Madame Suzanne ZANNOU


Les gens continuent d'affluer chez moi pour me présenter leurs sincères condoléances. Sincères ! Plutôt hypocrites Oui ! D'ailleurs, j'entends sans vraiment écouter. Car aucun de leurs " Dieu a donné, Dieu a repris - Tout est Grâce - Courage, ma soeur " ne ramènera ma fille.


Je n'ai même pas pu dire un dernier adieu à ma fille. Ni ma soeur, ni mon beau-frère ne m'ont laissée voir son corps. Ils ne m'ont même pas permis de me rendre au cimetière. Parce que dans l'ordre des choses, surtout en Afrique, ce sont les enfants qui enterrent leurs parents et non le contraire.


Tandis que mes pensées s'envolent, je revois ma dernière discussion avec Bella et j'éclate en sanglots.

Ma soeur et d'autres femmes me consolent du mieux qu'elles peuvent. Pourtant, tout ce que je veux en ce moment, c'est mourir. En tout cas, je suis déjà une morte vivante qui peut s'en aller à tout moment...


Des cris provenant de la cour attirent mon attention et celle des autres. Nous sommes au salon. Je vois entrer les frères et la mère de mon défunt mari.
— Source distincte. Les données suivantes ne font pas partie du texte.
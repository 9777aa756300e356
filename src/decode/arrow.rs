// Copyright (c) 2025 ADBC Drivers Contributors
//
// Licensed under the Apache License, Version 2.0 (the "License");
// you may not use this file except in compliance with the License.
// You may obtain a copy of the License at
//
//     http://www.apache.org/licenses/LICENSE-2.0
//
// Unless required by applicable law or agreed to in writing, software
// distributed under the License is distributed on an "AS IS" BASIS,
// WITHOUT WARRANTIES OR CONDITIONS OF ANY KIND, either express or implied.
// See the License for the specific language governing permissions and
// limitations under the License.

//! Columnar (Arrow IPC) result decoding.
//!
//! Result chunks are Arrow IPC streams; the inline part arrives base64
//! encoded in `rowsetBase64`. The server picks the narrowest physical
//! encoding per column, so scalar extraction is driven by the Arrow data type
//! rather than by the logical type alone:
//!
//! - FIXED: Int8..Int64 (scaled by the column scale) or Decimal128
//! - TIME: Int32/Int64 scaled by the column scale
//! - TIMESTAMP_NTZ / LTZ: scaled Int64, or struct `{epoch, fraction}`
//! - TIMESTAMP_TZ: struct `{epoch, timezone}` (epoch scaled) or
//!   `{epoch, fraction, timezone}`

use crate::decode::scalar::{
    date_from_days, decode_text, fixed_value, instant_from_parts, split_scaled, time_from_parts,
    tz_from_parts, DecodeOptions,
};
use crate::decode::structured::{decode_value, NestedCursor};
use crate::decode::FormatDecoder;
use crate::error::{Error, Result, SnowflakeErrorHelper};
use crate::types::chunk::RawChunkBytes;
use crate::types::response::{ExecResponse, ResultFormat};
use crate::types::schema::{ColumnMeta, ColumnType, ResultSchemaRef, TypeKind};
use crate::value::{Row, Value};
use arrow_array::cast::AsArray;
use arrow_array::types::{
    Date32Type, Decimal128Type, Float32Type, Float64Type, Int16Type, Int32Type, Int64Type,
    Int8Type,
};
use arrow_array::{Array, RecordBatch, StructArray};
use arrow_ipc::reader::StreamReader;
use arrow_schema::DataType;
use num_bigint::BigInt;
use std::io::Cursor;
use tracing::trace;

/// Parse an Arrow IPC stream into record batches.
///
/// A single chunk may contain several batches.
pub fn parse_arrow_ipc(data: &[u8]) -> Result<Vec<RecordBatch>> {
    if data.is_empty() {
        return Ok(Vec::new());
    }

    let reader = StreamReader::try_new(Cursor::new(data), None).map_err(|e| {
        SnowflakeErrorHelper::decode().message(format!("Failed to create Arrow IPC reader: {}", e))
    })?;

    reader
        .into_iter()
        .collect::<std::result::Result<Vec<_>, _>>()
        .map_err(|e| {
            SnowflakeErrorHelper::decode().message(format!("Failed to read Arrow batches: {}", e))
        })
}

/// Decodes Arrow record batches into [`Row`]s.
#[derive(Debug, Clone)]
pub struct ArrowRowDecoder {
    schema: ResultSchemaRef,
    options: DecodeOptions,
}

impl ArrowRowDecoder {
    pub fn new(schema: ResultSchemaRef, options: DecodeOptions) -> Self {
        Self { schema, options }
    }

    /// Transpose record batches into rows.
    pub fn batches_to_rows(&self, batches: &[RecordBatch]) -> Result<Vec<Row>> {
        let total: usize = batches.iter().map(|b| b.num_rows()).sum();
        let mut rows = Vec::with_capacity(total);

        for batch in batches {
            if batch.num_columns() != self.schema.len() {
                return Err(SnowflakeErrorHelper::decode().message(format!(
                    "batch has {} columns, schema has {}",
                    batch.num_columns(),
                    self.schema.len()
                )));
            }

            for row in 0..batch.num_rows() {
                let values = batch
                    .columns()
                    .iter()
                    .zip(self.schema.columns())
                    .map(|(array, column)| {
                        let cursor = ArrowCursor::new(array.as_ref(), row);
                        decode_value(&cursor, &column.column_type, &self.options).map_err(|e| {
                            SnowflakeErrorHelper::decode().message(format!(
                                "column {} of row {}: {}",
                                column.name,
                                row,
                                e.message()
                            ))
                        })
                    })
                    .collect::<Result<Vec<_>>>()?;
                rows.push(Row::new(values));
            }
        }

        Ok(rows)
    }
}

impl FormatDecoder for ArrowRowDecoder {
    fn format(&self) -> ResultFormat {
        ResultFormat::Arrow
    }

    fn decode_chunk(&self, raw: &RawChunkBytes) -> Result<Vec<Row>> {
        let batches = parse_arrow_ipc(&raw.bytes).map_err(|e| e.with_chunk(raw.ordinal))?;
        trace!(
            "Chunk {}: parsed {} Arrow batches",
            raw.ordinal,
            batches.len()
        );
        self.batches_to_rows(&batches)
            .map_err(|e| e.with_chunk(raw.ordinal))
    }

    fn decode_inline(&self, response: &ExecResponse) -> Result<Vec<Row>> {
        match response.rowset_base64.as_deref() {
            Some(data) => self.batches_to_rows(&parse_arrow_ipc(data)?),
            None => Ok(Vec::new()),
        }
    }
}

/// Cursor over one row of an Arrow array (possibly a nested child array).
#[derive(Debug, Clone, Copy)]
pub struct ArrowCursor<'a> {
    array: &'a dyn Array,
    row: usize,
}

impl<'a> ArrowCursor<'a> {
    pub fn new(array: &'a dyn Array, row: usize) -> Self {
        Self { array, row }
    }

    fn mismatch(&self, kind: TypeKind) -> Error {
        SnowflakeErrorHelper::decode().message(format!(
            "unexpected Arrow type {} for {} value",
            self.array.data_type(),
            kind
        ))
    }

    fn leaf_fixed(&self, column_type: &ColumnType, options: &DecodeOptions) -> Result<Value> {
        let array = self.array;
        if let Some(v) = int_at(array, self.row) {
            return Ok(fixed_value(BigInt::from(v), column_type.scale, options));
        }
        if let Some(decimals) = array.as_primitive_opt::<Decimal128Type>() {
            let scale = u32::try_from(decimals.scale()).map_err(|_| self.mismatch(TypeKind::Fixed))?;
            return Ok(fixed_value(
                BigInt::from(decimals.value(self.row)),
                scale,
                options,
            ));
        }
        if let Some(floats) = array.as_primitive_opt::<Float64Type>() {
            return Ok(Value::Float(floats.value(self.row)));
        }
        self.leaf_text(column_type, options)
            .ok_or_else(|| self.mismatch(TypeKind::Fixed))?
    }

    /// Scalars that arrive as strings go through the text rules.
    fn leaf_text(&self, column_type: &ColumnType, options: &DecodeOptions) -> Option<Result<Value>> {
        let array = self.array;
        if let Some(strings) = array.as_string_opt::<i32>() {
            return Some(decode_text(column_type, strings.value(self.row), options));
        }
        if let Some(strings) = array.as_string_opt::<i64>() {
            return Some(decode_text(column_type, strings.value(self.row), options));
        }
        None
    }

    /// Seconds and nanos of a timestamp in either encoding.
    fn epoch_parts(&self, kind: TypeKind, scale: u32) -> Result<(i64, u32)> {
        if let Some(v) = int_at(self.array, self.row) {
            return split_scaled(v, scale);
        }
        let parts = self
            .array
            .as_struct_opt()
            .ok_or_else(|| self.mismatch(kind))?;
        let epoch = struct_int(parts, 0, self.row).ok_or_else(|| self.mismatch(kind))?;
        let fraction = struct_int(parts, 1, self.row).ok_or_else(|| self.mismatch(kind))?;
        let nanos = u32::try_from(fraction).map_err(|_| self.mismatch(kind))?;
        Ok((epoch, nanos))
    }

    fn leaf_tz(&self, column_type: &ColumnType, options: &DecodeOptions) -> Result<Value> {
        let kind = TypeKind::TimestampTz;
        let Some(parts) = self.array.as_struct_opt() else {
            return self.leaf_text(column_type, options).ok_or_else(|| self.mismatch(kind))?;
        };
        let (secs, nanos, offset) = match parts.num_columns() {
            2 => {
                let epoch = struct_int(parts, 0, self.row).ok_or_else(|| self.mismatch(kind))?;
                let offset = struct_int(parts, 1, self.row).ok_or_else(|| self.mismatch(kind))?;
                let (secs, nanos) = split_scaled(epoch, column_type.scale)?;
                (secs, nanos, offset)
            }
            3 => {
                let secs = struct_int(parts, 0, self.row).ok_or_else(|| self.mismatch(kind))?;
                let fraction = struct_int(parts, 1, self.row).ok_or_else(|| self.mismatch(kind))?;
                let offset = struct_int(parts, 2, self.row).ok_or_else(|| self.mismatch(kind))?;
                let nanos = u32::try_from(fraction).map_err(|_| self.mismatch(kind))?;
                (secs, nanos, offset)
            }
            _ => return Err(self.mismatch(kind)),
        };
        Ok(Value::TimestampTz(tz_from_parts(secs, nanos, offset)?))
    }
}

/// Integer at `row` for any signed integer encoding.
fn int_at(array: &dyn Array, row: usize) -> Option<i64> {
    match array.data_type() {
        DataType::Int8 => array.as_primitive_opt::<Int8Type>().map(|a| a.value(row) as i64),
        DataType::Int16 => array.as_primitive_opt::<Int16Type>().map(|a| a.value(row) as i64),
        DataType::Int32 => array.as_primitive_opt::<Int32Type>().map(|a| a.value(row) as i64),
        DataType::Int64 => array.as_primitive_opt::<Int64Type>().map(|a| a.value(row)),
        _ => None,
    }
}

fn struct_int(parts: &StructArray, index: usize, row: usize) -> Option<i64> {
    if index >= parts.num_columns() {
        return None;
    }
    int_at(parts.column(index).as_ref(), row)
}

impl<'a> NestedCursor for ArrowCursor<'a> {
    fn is_null(&self) -> bool {
        self.array.is_null(self.row)
    }

    fn field(&self, index: usize, meta: &ColumnMeta) -> Result<Self> {
        let array: &'a dyn Array = self.array;
        let fields = array
            .as_struct_opt()
            .ok_or_else(|| self.mismatch(TypeKind::Object))?;
        let child = fields
            .column_by_name(&meta.name)
            .or_else(|| (index < fields.num_columns()).then(|| fields.column(index)))
            .ok_or_else(|| {
                SnowflakeErrorHelper::decode()
                    .message(format!("struct has no field '{}'", meta.name))
            })?;
        Ok(ArrowCursor::new(child.as_ref(), self.row))
    }

    fn elements(&self) -> Result<Vec<Self>> {
        let array: &'a dyn Array = self.array;
        if let Some(list) = array.as_list_opt::<i32>() {
            let offsets = list.value_offsets();
            let (start, end) = (offsets[self.row] as usize, offsets[self.row + 1] as usize);
            let values = list.values().as_ref();
            return Ok((start..end).map(|i| ArrowCursor::new(values, i)).collect());
        }
        if let Some(list) = array.as_list_opt::<i64>() {
            let offsets = list.value_offsets();
            let (start, end) = (offsets[self.row] as usize, offsets[self.row + 1] as usize);
            let values = list.values().as_ref();
            return Ok((start..end).map(|i| ArrowCursor::new(values, i)).collect());
        }
        Err(self.mismatch(TypeKind::Array))
    }

    fn entries(&self) -> Result<Vec<(Self, Self)>> {
        let array: &'a dyn Array = self.array;
        let map = array
            .as_map_opt()
            .ok_or_else(|| self.mismatch(TypeKind::Map))?;
        let offsets = map.value_offsets();
        let (start, end) = (offsets[self.row] as usize, offsets[self.row + 1] as usize);
        let keys = map.keys().as_ref();
        let values = map.values().as_ref();
        Ok((start..end)
            .map(|i| (ArrowCursor::new(keys, i), ArrowCursor::new(values, i)))
            .collect())
    }

    fn leaf(&self, column_type: &ColumnType, options: &DecodeOptions) -> Result<Value> {
        let kind = column_type.kind;
        let array = self.array;
        let row = self.row;

        match kind {
            TypeKind::Fixed => self.leaf_fixed(column_type, options),
            TypeKind::Real => {
                if let Some(floats) = array.as_primitive_opt::<Float64Type>() {
                    Ok(Value::Float(floats.value(row)))
                } else if let Some(floats) = array.as_primitive_opt::<Float32Type>() {
                    Ok(Value::Float(floats.value(row) as f64))
                } else {
                    self.leaf_text(column_type, options)
                        .ok_or_else(|| self.mismatch(kind))?
                }
            }
            TypeKind::Boolean => match array.as_boolean_opt() {
                Some(bools) => Ok(Value::Bool(bools.value(row))),
                None => self.leaf_text(column_type, options)
                    .ok_or_else(|| self.mismatch(kind))?,
            },
            TypeKind::Date => {
                if let Some(days) = array.as_primitive_opt::<Date32Type>() {
                    Ok(Value::Date(date_from_days(days.value(row) as i64)?))
                } else if let Some(days) = int_at(array, row) {
                    Ok(Value::Date(date_from_days(days)?))
                } else {
                    self.leaf_text(column_type, options)
                        .ok_or_else(|| self.mismatch(kind))?
                }
            }
            TypeKind::Time => match int_at(array, row) {
                Some(v) => {
                    let (secs, nanos) = split_scaled(v, column_type.scale)?;
                    Ok(Value::Time(time_from_parts(secs, nanos)?))
                }
                None => self.leaf_text(column_type, options)
                    .ok_or_else(|| self.mismatch(kind))?,
            },
            TypeKind::TimestampNtz | TypeKind::TimestampLtz => {
                if let Some(result) = self.leaf_text(column_type, options) {
                    return result;
                }
                let (secs, nanos) = self.epoch_parts(kind, column_type.scale)?;
                let instant = instant_from_parts(secs, nanos)?;
                Ok(if kind == TypeKind::TimestampNtz {
                    Value::TimestampNtz(instant.naive_utc())
                } else {
                    Value::TimestampLtz(instant)
                })
            }
            TypeKind::TimestampTz => self.leaf_tz(column_type, options),
            TypeKind::Binary => {
                if let Some(bytes) = array.as_binary_opt::<i32>() {
                    Ok(Value::Binary(bytes.value(row).to_vec()))
                } else if let Some(bytes) = array.as_binary_opt::<i64>() {
                    Ok(Value::Binary(bytes.value(row).to_vec()))
                } else if let Some(bytes) = array.as_fixed_size_binary_opt() {
                    Ok(Value::Binary(bytes.value(row).to_vec()))
                } else {
                    self.leaf_text(column_type, options)
                        .ok_or_else(|| self.mismatch(kind))?
                }
            }
            TypeKind::Text
            | TypeKind::Variant
            | TypeKind::Object
            | TypeKind::Array
            | TypeKind::Map => self
                .leaf_text(column_type, options)
                .ok_or_else(|| self.mismatch(kind))?,
        }
    }
}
- Où est-elle ? Où est cette sorcière ?

En parlant, ils me pointent du doigt.

- Du calme ! Que se passe-t-il ? interroge le mari d'Hélène, ma soeur aînée.

Quant à moi, je stresse davantage.

Ma belle-mère me jette des mots à la face en pleurant. En langue fongbé, elle s'exprime ; ce qui donne à peu près ceci en français :

- Sorcière, veuve noire. Tu m'as pris Brice et maintenant tu viens de me prendre ma petite fille, celle qui me permettait de me souvenir de mon fils. Mais sache que tout se paie ici bas, mauvaise femme. Je maudis le jour où ton chemin a croisé celui de mon fils !


Pour moi, c'en est trop. J'éclate en sanglots tandis que les gens prient ma belle-famille de s'en aller.

Moi, Suzanne, sorcière ! Moi, Suzanne, veuve noire ! (Soupir). J'aimais trop mon homme et ma fille pour leur faire du mal. En moi, tant de sentiments se mélangent : douleur, incompréhension, désespoir … et surtout colère. Intérieurement, je maudis Aurore. Tout est de sa faute !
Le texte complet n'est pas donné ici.